FAMILY LAW – PRACTICE AND PROCEDURE – Transfer of Proceedings – Where a Judge of the Federal Circuit Court found that the mother contravened final parenting Orders without reasonable excuse – Where the matter was adjourned and subsequently transferred to the Family Court before the consequences of the contravention had been determined – Matter transferred back to the Federal Circuit Court.

Family Law Act 1975 (Cth)

Bondai v Bretton [2012] FamCA 429

Bondai & Bretton (No. 2) [2010] FamCA 1237

Dean & Susskind [2012] FamCA 897

Kingley & Arndale (No 2) (2010) 255 FLR 326
Knibbs & Knibbs [2009] FamCA 840

Lloyd and Lloyd and the Child Representative (2000) FLC 93-045
Miller & Harrington (2008) FLC 93-383
Marsden v Winch (2009) 42 Fam LR 1
Reid & Lynch (2010) FLC 93-448
Rice and Asplund (1979) FLC 90-725
SPS and PLS (2008) FLC 93-363

APPLICANT: Mr Sawyer
RESPONDENT: Ms Sawyer
INDEPENDENT CHILDREN’S LAWYER: Tracy-Lynne Geysen
FILE NUMBER: BRC 7102 of 2010
DATE DELIVERED: 10 November 2015
PLACE DELIVERED: Brisbane
PLACE HEARD: Brisbane
JUDGMENT OF: Forrest J
HEARING DATE: 26 October 2015

REPRESENTATION

THE APPLICANT: In person
THE RESPONDENT: In person
COUNSEL FOR THE INDEPENDENT CHILDREN’S LAWYER: Mr McGregor
SOLICITOR FOR THE INDEPENDENT CHILDREN’S LAWYER: Couper Geysen Family & Animal Law

Orders

  1. Noting that the father withdrew his Application in a Case filed 21 October 2015, the father’s application for the mother’s Initiating Application filed 8 October 2014 to be summarily dismissed is dismissed and all other interim applications of the mother and the father are dismissed.

  2. The matter is transferred back to the Federal Circuit for the purposes of Judge Purdon-Sully finalising the Contravention Proceedings that she remains part-heard in and to give further consideration to whether the matter needs to be heard in the Federal Circuit Court or this Court.

IT IS NOTED that publication of this judgment by this Court under the pseudonym Sawyer & Sawyer has been approved by the Chief Justice pursuant to s 121(9)(g) of the Family Law Act 1975 (Cth).

FAMILY COURT OF AUSTRALIA AT BRISBANE

FILE NUMBER: BRC 7102 of 2010

Mr Sawyer

Applicant

And

Ms Sawyer

Respondent

REASONS FOR JUDGMENT

  1. On Monday 26 October 2015 this matter was listed in my Judicial Duty List for determination of certain Applications that had been filed in the proceedings in recent months.
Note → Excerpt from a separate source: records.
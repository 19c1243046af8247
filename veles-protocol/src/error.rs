//! Protocol-level error types

use crate::asset::Symbol;
use thiserror::Error;

/// Result type for protocol operations
pub type Result<T> = std::result::Result<T, Error>;

/// Protocol errors
///
/// These are deterministic functions of the inputs; none are transient.
#[derive(Error, Debug, Clone, PartialEq, Eq)]
pub enum Error {
    /// Asset arithmetic on mismatched currencies
    #[error("Symbol mismatch: expected {expected}, got {actual}")]
    SymbolMismatch {
        /// Symbol of the left operand
        expected: Symbol,
        /// Symbol of the right operand
        actual: Symbol,
    },

    /// Wide-arithmetic guard tripped
    #[error("Arithmetic overflow in {0}")]
    Overflow(&'static str),

    /// Static operation validation failed
    #[error("Invalid value: {0}")]
    InvalidValue(String),
}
The litigation between the parents has a considerable history.

  2. The mother and the father separated in 2009. There are three children of their Mr B – two girls who are 14 and 12 years of age and a boy who is 7 years of age.

  3. Unable to reach amicable agreement about post-separation co-parenting, the father commenced proceedings for a parenting order in the Federal Circuit Court in 2010 (when the FCC was still called the Federal Magistrates Court). Property adjustment proceedings were also commenced in that Court.

  4. A final parenting Order was made on 3 November 2011 by Judge Purdon-Sully with the consent of the parents and the Independent Children’s Lawyer, Ms Geysen.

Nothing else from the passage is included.